**YOUR TASK**
Below are the entries; set down each of them exactly.

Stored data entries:
= = = = =
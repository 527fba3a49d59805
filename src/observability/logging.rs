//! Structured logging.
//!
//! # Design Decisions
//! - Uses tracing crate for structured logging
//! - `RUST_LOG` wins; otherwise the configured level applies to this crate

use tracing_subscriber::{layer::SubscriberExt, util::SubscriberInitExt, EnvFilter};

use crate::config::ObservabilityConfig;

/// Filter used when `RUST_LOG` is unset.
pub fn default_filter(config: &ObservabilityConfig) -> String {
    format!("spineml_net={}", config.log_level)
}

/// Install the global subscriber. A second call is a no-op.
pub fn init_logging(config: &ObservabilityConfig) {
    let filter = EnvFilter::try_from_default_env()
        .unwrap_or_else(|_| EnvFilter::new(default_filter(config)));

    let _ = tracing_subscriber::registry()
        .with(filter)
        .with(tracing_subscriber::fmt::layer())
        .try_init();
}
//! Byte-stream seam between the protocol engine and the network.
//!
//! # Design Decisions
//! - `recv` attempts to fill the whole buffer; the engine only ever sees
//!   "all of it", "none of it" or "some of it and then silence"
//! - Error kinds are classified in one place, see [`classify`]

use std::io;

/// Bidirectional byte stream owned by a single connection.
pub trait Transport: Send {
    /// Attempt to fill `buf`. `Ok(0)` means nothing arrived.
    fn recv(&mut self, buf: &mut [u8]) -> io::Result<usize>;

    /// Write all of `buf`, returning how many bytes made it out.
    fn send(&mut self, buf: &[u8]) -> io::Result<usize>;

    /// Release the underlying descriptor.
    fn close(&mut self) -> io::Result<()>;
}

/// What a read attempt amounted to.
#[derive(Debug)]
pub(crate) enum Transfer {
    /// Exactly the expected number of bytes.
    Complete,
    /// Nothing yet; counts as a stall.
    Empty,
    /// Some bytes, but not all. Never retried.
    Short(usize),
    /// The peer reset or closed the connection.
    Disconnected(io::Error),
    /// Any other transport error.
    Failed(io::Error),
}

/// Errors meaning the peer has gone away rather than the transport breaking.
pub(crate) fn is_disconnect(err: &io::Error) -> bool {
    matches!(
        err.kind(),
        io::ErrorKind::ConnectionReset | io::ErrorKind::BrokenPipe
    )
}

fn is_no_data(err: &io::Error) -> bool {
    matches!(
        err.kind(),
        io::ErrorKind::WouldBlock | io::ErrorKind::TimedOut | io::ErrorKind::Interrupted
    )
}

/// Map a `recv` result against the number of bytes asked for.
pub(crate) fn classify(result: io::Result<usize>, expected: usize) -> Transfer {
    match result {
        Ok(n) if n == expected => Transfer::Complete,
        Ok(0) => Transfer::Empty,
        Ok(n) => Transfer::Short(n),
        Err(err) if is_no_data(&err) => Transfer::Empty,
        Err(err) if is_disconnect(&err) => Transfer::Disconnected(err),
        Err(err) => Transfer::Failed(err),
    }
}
= = = = =
**REPLY TO THE TASK**
repository 527fba3a49d59805
filename src/observability/logging.rs
//! Structured logging.
//!
//! # Design Decisions
//! - Uses tracing crate for structured logging
//! - `RUST_LOG` wins; otherwise the configured level applies to this crate

use tracing_subscriber::{layer::SubscriberExt, util::SubscriberInitExt, EnvFilter};

use crate::config::ObservabilityConfig;

/// Filter used when `RUST_LOG` is unset.
pub fn default_filter(config: &ObservabilityConfig) -> String {
    format!("spineml_net={}", config.log_level)
}

/// Install the global subscriber. A second call is a no-op.
pub fn init_logging(config: &ObservabilityConfig) {
    let filter = EnvFilter::try_from_default_env()
        .unwrap_or_else(|_| EnvFilter::new(default_filter(config)));

    let _ = tracing_subscriber::registry()
        .with(filter)
        .with(tracing_subscriber::fmt::layer())
        .try_init();
}
//! Byte-stream seam between the protocol engine and the network.
//!
//! # Design Decisions
//! - `recv` attempts to fill the whole buffer; the engine only ever sees
//!   "all of it", "none of it" or "some of it and then silence"
//! - Error kinds are classified in one place, see [`classify`]

use std::io;

/// Bidirectional byte stream owned by a single connection.
pub trait Transport: Send {
    /// Attempt to fill `buf`. `Ok(0)` means nothing arrived.
    fn recv(&mut self, buf: &mut [u8]) -> io::Result<usize>;

    /// Write all of `buf`, returning how many bytes made it out.
    fn send(&mut self, buf: &[u8]) -> io::Result<usize>;

    /// Release the underlying descriptor.
    fn close(&mut self) -> io::Result<()>;
}

/// What a read attempt amounted to.
#[derive(Debug)]
pub(crate) enum Transfer {
    /// Exactly the expected number of bytes.
    Complete,
    /// Nothing yet; counts as a stall.
    Empty,
    /// Some bytes, but not all. Never retried.
    Short(usize),
    /// The peer reset or closed the connection.
    Disconnected(io::Error),
    /// Any other transport error.
    Failed(io::Error),
}

/// Errors meaning the peer has gone away rather than the transport breaking.
pub(crate) fn is_disconnect(err: &io::Error) -> bool {
    matches!(
        err.kind(),
        io::ErrorKind::ConnectionReset | io::ErrorKind::BrokenPipe
    )
}

fn is_no_data(err: &io::Error) -> bool {
    matches!(
        err.kind(),
        io::ErrorKind::WouldBlock | io::ErrorKind::TimedOut | io::ErrorKind::Interrupted
    )
}

/// Map a `recv` result against the number of bytes asked for.
pub(crate) fn classify(result: io::Result<usize>, expected: usize) -> Transfer {
    match result {
        Ok(n) if n == expected => Transfer::Complete,
        Ok(0) => Transfer::Empty,
        Ok(n) => Transfer::Short(n),
        Err(err) if is_no_data(&err) => Transfer::Empty,
        Err(err) if is_disconnect(&err) => Transfer::Disconnected(err),
        Err(err) => Transfer::Failed(err),
    }
}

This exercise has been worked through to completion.